I had a long talk with coach SZ. One of the first questions she asked me was why is more than one good races not enough to be convinced in my capability yet a single bad race is sufficient to shake my confidence to the core? Good question. In fact, it is something I already asked myself. In March, I won a field sprint for the first time at Squiggy and held my own during training camp with my teammates. Only two weeks ago, I skated strong at Texas Road Rash and sustained a breakaway from the pack. Not to mention weeks of good practices with Toronto Inline Skating Club. All of these are positive signs that my training is working the way it should. Last weekend, when my body was not recovering between hard efforts and when I could not respond to attacks, I became very concerned. Why? Because those are supposedly my strengths and they failed me. Nevermind that I overlooked the fact that I was sick three days before the race. Nor that I had trouble staying upright because my stablizing muscles gave up in the cold condition. My focus was solely on not delivering when it counted and outskated by my competitors.

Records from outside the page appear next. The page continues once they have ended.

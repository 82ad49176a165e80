use super::{DisplayMode, SearchTicket, ViewController, ViewState};
use crate::catalog::{Catalog, CatalogError};
use crate::config::DiscoveryConfig;
use crate::favorites::{FavoritesError, FavoritesStore, FileStorage, MemoryStorage, StorageError};
use crate::model::{Recipe, RecipeId};
use crate::search::SearchQuery;
use std::sync::{Arc, Mutex, MutexGuard, PoisonError};
use std::time::Duration;
use thiserror::Error;
use tokio::runtime::Handle;
use tokio::task::JoinHandle;
use tracing::{debug, info};

#[derive(Error, Debug)]
pub enum SessionError {
    #[error("No tokio runtime available: {0}")]
    NoRuntime(#[from] tokio::runtime::TryCurrentError),

    #[error("Failed to load catalog: {0}")]
    CatalogError(#[from] CatalogError),

    #[error("Failed to open storage: {0}")]
    StorageError(#[from] StorageError),
}

/// A recipe as the rendering layer sees it.
#[derive(Debug, Clone, PartialEq)]
pub struct RecipeView {
    pub recipe: Arc<Recipe>,
    pub favorite: bool,
}

/// Read-only picture of the session for the rendering layer.
#[derive(Debug, Clone, PartialEq)]
pub struct ViewSnapshot {
    pub mode: DisplayMode,
    pub state: ViewState,
    /// Heading above the recipe list, `None` while loading
    pub heading: Option<String>,
    /// Recipes to render in the current mode
    pub recipes: Vec<RecipeView>,
}

/// One user's discovery session.
///
/// Owns the catalog, the favourites and the view state, and runs submitted
/// searches on a tokio runtime after a simulated delay. Only the most recent
/// search can commit; dropping the session cancels the pending one.
///
/// # Examples
///
/// ```
/// use recipe_quest::{Catalog, DiscoverySession, DisplayMode, FavoritesStore, SearchQuery};
/// use std::time::Duration;
///
/// # #[tokio::main(flavor = "current_thread")]
/// # async fn main() -> Result<(), Box<dyn std::error::Error>> {
/// let session = DiscoverySession::new(
///     Catalog::sample(),
///     FavoritesStore::in_memory(),
///     Duration::from_millis(10),
/// )?;
///
/// session.submit_search(SearchQuery::new(Default::default(), "pasta"));
/// session.wait_idle().await;
///
/// let snapshot = session.snapshot();
/// assert_eq!(snapshot.mode, DisplayMode::Results);
/// assert_eq!(snapshot.recipes[0].recipe.id, 1);
/// # Ok(())
/// # }
/// ```
pub struct DiscoverySession {
    catalog: Arc<Catalog>,
    favorites: Mutex<FavoritesStore>,
    controller: Arc<Mutex<ViewController>>,
    pending: Mutex<Option<JoinHandle<()>>>,
    search_delay: Duration,
    runtime: Handle,
}

fn lock<T>(mutex: &Mutex<T>) -> MutexGuard<'_, T> {
    mutex.lock().unwrap_or_else(PoisonError::into_inner)
}

impl DiscoverySession {
    /// Creates a session on the current tokio runtime.
    pub fn new(
        catalog: Catalog,
        favorites: FavoritesStore,
        search_delay: Duration,
    ) -> Result<Self, SessionError> {
        let runtime = Handle::try_current()?;
        Ok(Self::with_handle(runtime, catalog, favorites, search_delay))
    }

    /// Creates a session whose searches run on `runtime`.
    pub fn with_handle(
        runtime: Handle,
        catalog: Catalog,
        favorites: FavoritesStore,
        search_delay: Duration,
    ) -> Self {
        DiscoverySession {
            catalog: Arc::new(catalog),
            favorites: Mutex::new(favorites),
            controller: Arc::new(Mutex::new(ViewController::new())),
            pending: Mutex::new(None),
            search_delay,
            runtime,
        }
    }

    /// Builds a session from configuration on the current tokio runtime.
    pub fn from_config(config: &DiscoveryConfig) -> Result<Self, SessionError> {
        let runtime = Handle::try_current()?;
        Self::from_config_with_handle(runtime, config)
    }

    pub fn from_config_with_handle(
        runtime: Handle,
        config: &DiscoveryConfig,
    ) -> Result<Self, SessionError> {
        let catalog = match &config.catalog_path {
            Some(path) if path.is_dir() => Catalog::load_dir(path)?,
            Some(path) => Catalog::from_path(path)?,
            None => Catalog::sample(),
        };

        let favorites = match &config.storage_dir {
            Some(dir) => FavoritesStore::load(FileStorage::new(dir.clone())?, &config.favorites_key),
            None => FavoritesStore::load(MemoryStorage::new(), &config.favorites_key),
        };

        Ok(Self::with_handle(
            runtime,
            catalog,
            favorites,
            config.search_delay(),
        ))
    }

    pub fn catalog(&self) -> &Arc<Catalog> {
        &self.catalog
    }

    /// Starts a search that commits after the configured delay.
    ///
    /// A newer search, a cuisine selection or dropping the session
    /// supersedes it. Returns `None` while a recipe is being viewed.
    pub fn submit_search(&self, query: SearchQuery) -> Option<SearchTicket> {
        // Held until the new task is stored, so tickets and handles stay in
        // the same order. Lock order is always pending, then controller.
        let mut pending = lock(&self.pending);
        let ticket = lock(&self.controller).begin_search()?;

        let catalog = Arc::clone(&self.catalog);
        let controller = Arc::downgrade(&self.controller);
        let delay = self.search_delay;

        let task = self.runtime.spawn(async move {
            tokio::time::sleep(delay).await;
            let results = query.run(&catalog);

            let Some(controller) = controller.upgrade() else {
                debug!(request = ticket.request(), "Session gone, discarding search");
                return;
            };
            let count = results.len();
            if lock(&controller).complete_search(ticket, results) {
                info!(request = ticket.request(), results = count, "Search completed");
            }
        });

        if let Some(previous) = pending.replace(task) {
            previous.abort();
        }
        Some(ticket)
    }

    /// Waits until the pending search, if any, has finished.
    pub async fn wait_idle(&self) {
        let pending = lock(&self.pending).take();
        if let Some(task) = pending {
            // a cancelled task simply has nothing to commit
            let _ = task.await;
        }
    }

    pub fn select_cuisine(&self, name: &str) {
        lock(&self.controller).select_cuisine(&self.catalog, name);
    }

    pub fn clear_filter(&self) -> bool {
        lock(&self.controller).clear_filter()
    }

    /// Opens the recipe with `id`. Unknown ids are ignored.
    pub fn view_details(&self, id: RecipeId) -> bool {
        match self.catalog.get(id) {
            Some(recipe) => lock(&self.controller).view_details(Arc::clone(recipe)),
            None => {
                debug!(id, "No such recipe");
                false
            }
        }
    }

    pub fn back(&self) -> bool {
        lock(&self.controller).back()
    }

    pub fn is_favorite(&self, id: RecipeId) -> bool {
        lock(&self.favorites).is_favorite(id)
    }

    /// Flips the favourite state of a recipe; persisted before returning.
    pub fn toggle_favorite(&self, id: RecipeId) -> Result<bool, FavoritesError> {
        lock(&self.favorites).toggle(id)
    }

    pub fn favorite_ids(&self) -> Vec<RecipeId> {
        lock(&self.favorites).ids()
    }

    pub fn state(&self) -> ViewState {
        lock(&self.controller).state().clone()
    }

    pub fn display_mode(&self) -> DisplayMode {
        lock(&self.controller).display_mode()
    }

    /// Captures what to render right now.
    ///
    /// Favourite flags are read from the store at this moment.
    pub fn snapshot(&self) -> ViewSnapshot {
        let (mode, state) = {
            let controller = lock(&self.controller);
            (controller.display_mode(), controller.state().clone())
        };

        let (heading, recipes) = match (&mode, &state) {
            (DisplayMode::Loading, _) => (None, Vec::new()),
            (DisplayMode::Detail, ViewState::Detail { recipe, .. }) => {
                (Some(recipe.title.clone()), vec![Arc::clone(recipe)])
            }
            (DisplayMode::Results, ViewState::Results(results)) => {
                (Some(results.title()), results.recipes().to_vec())
            }
            _ => (Some("Featured Recipes".to_string()), self.catalog.featured()),
        };

        let favorites = lock(&self.favorites);
        let recipes = recipes
            .into_iter()
            .map(|recipe| RecipeView {
                favorite: favorites.is_favorite(recipe.id),
                recipe,
            })
            .collect();

        ViewSnapshot {
            mode,
            state,
            heading,
            recipes,
        }
    }
}

impl Drop for DiscoverySession {
    fn drop(&mut self) {
        if let Some(task) = lock(&self.pending).take() {
            task.abort();
        }
    }
}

I told SZ that it comes down to a fragile confidence. I see good performances as exceptionally lucky flukes and bad performances as the norm. This is a skewed assessment of my ability stemming from years of being the slowest skater at TISC with aspiration to race competitively. In short, a poser. SZ and I agree that we need to work on my confidence in skating. Half the battle is believing in myself. Confidence will come as I accumulate more solid performances.
SZ related a few stories of her own recent race experiences and they really help me to see things in a new perspective. When I think back on all my best races, they are the ones that I approached with very specific goals and race plans to accomplish. "Hang on to such and such for as long as I can" is NOT a race plan. Racing with a purpose is being in control of my own race. Taken to an extreme, it's about not just reacting to whatever the pack does but taking an active role so the pack reacts to me. More than anything, this realization lifts me away from the depth of self-doubt.

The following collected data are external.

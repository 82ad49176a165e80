uniffi::setup_scaffolding!();

pub mod catalog;
pub mod config;
pub mod cuisine;
pub mod favorites;
pub mod ffi;
pub mod model;
pub mod search;
pub mod view;

pub use catalog::{Catalog, CatalogError};
pub use config::{ConfigError, DiscoveryConfig};
pub use cuisine::{find_cuisine, select_cuisine};
pub use favorites::{FavoritesError, FavoritesStore, FileStorage, MemoryStorage, Storage, StorageError};
pub use model::*;
pub use search::{search, IngredientList, SearchQuery};
pub use view::{
    DiscoverySession, DisplayMode, RecipeView, ResultSet, SearchTicket, SessionError,
    ViewController, ViewSnapshot, ViewState,
};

I had a trail skating session with long-time training partner JaS yesterday. It has been far too long since we skated together and I really miss it. I can always count on him for giving me unbiased feedback on all things skating-related. We chased some bikes and just skated for the fun of it. He made a few observations on my technique, both positive and negative. The Good: deeper outside edge setdown and more pronounced weight transfer. The Bad: high cadence. The Ugly: small recovery and lack of power in my push. His observations reflect exactly what I focus on and the training condition since the season began. When we first skated outdoor, I was fresh off a rigourous winter of weight training. There was good power from my push but video showed upper body was not over my supporting leg. I made a conscious effort to adjust and is now too far the other way. As for the high cadence, I'm very aware of it due to weeks of training in very windy condition. I must make a mental note to slow down my cadence so I can skate with a bigger recovery.
Despite being an individual sport, a skater is never alone. They believe in me. Now is my turn to believe in myself.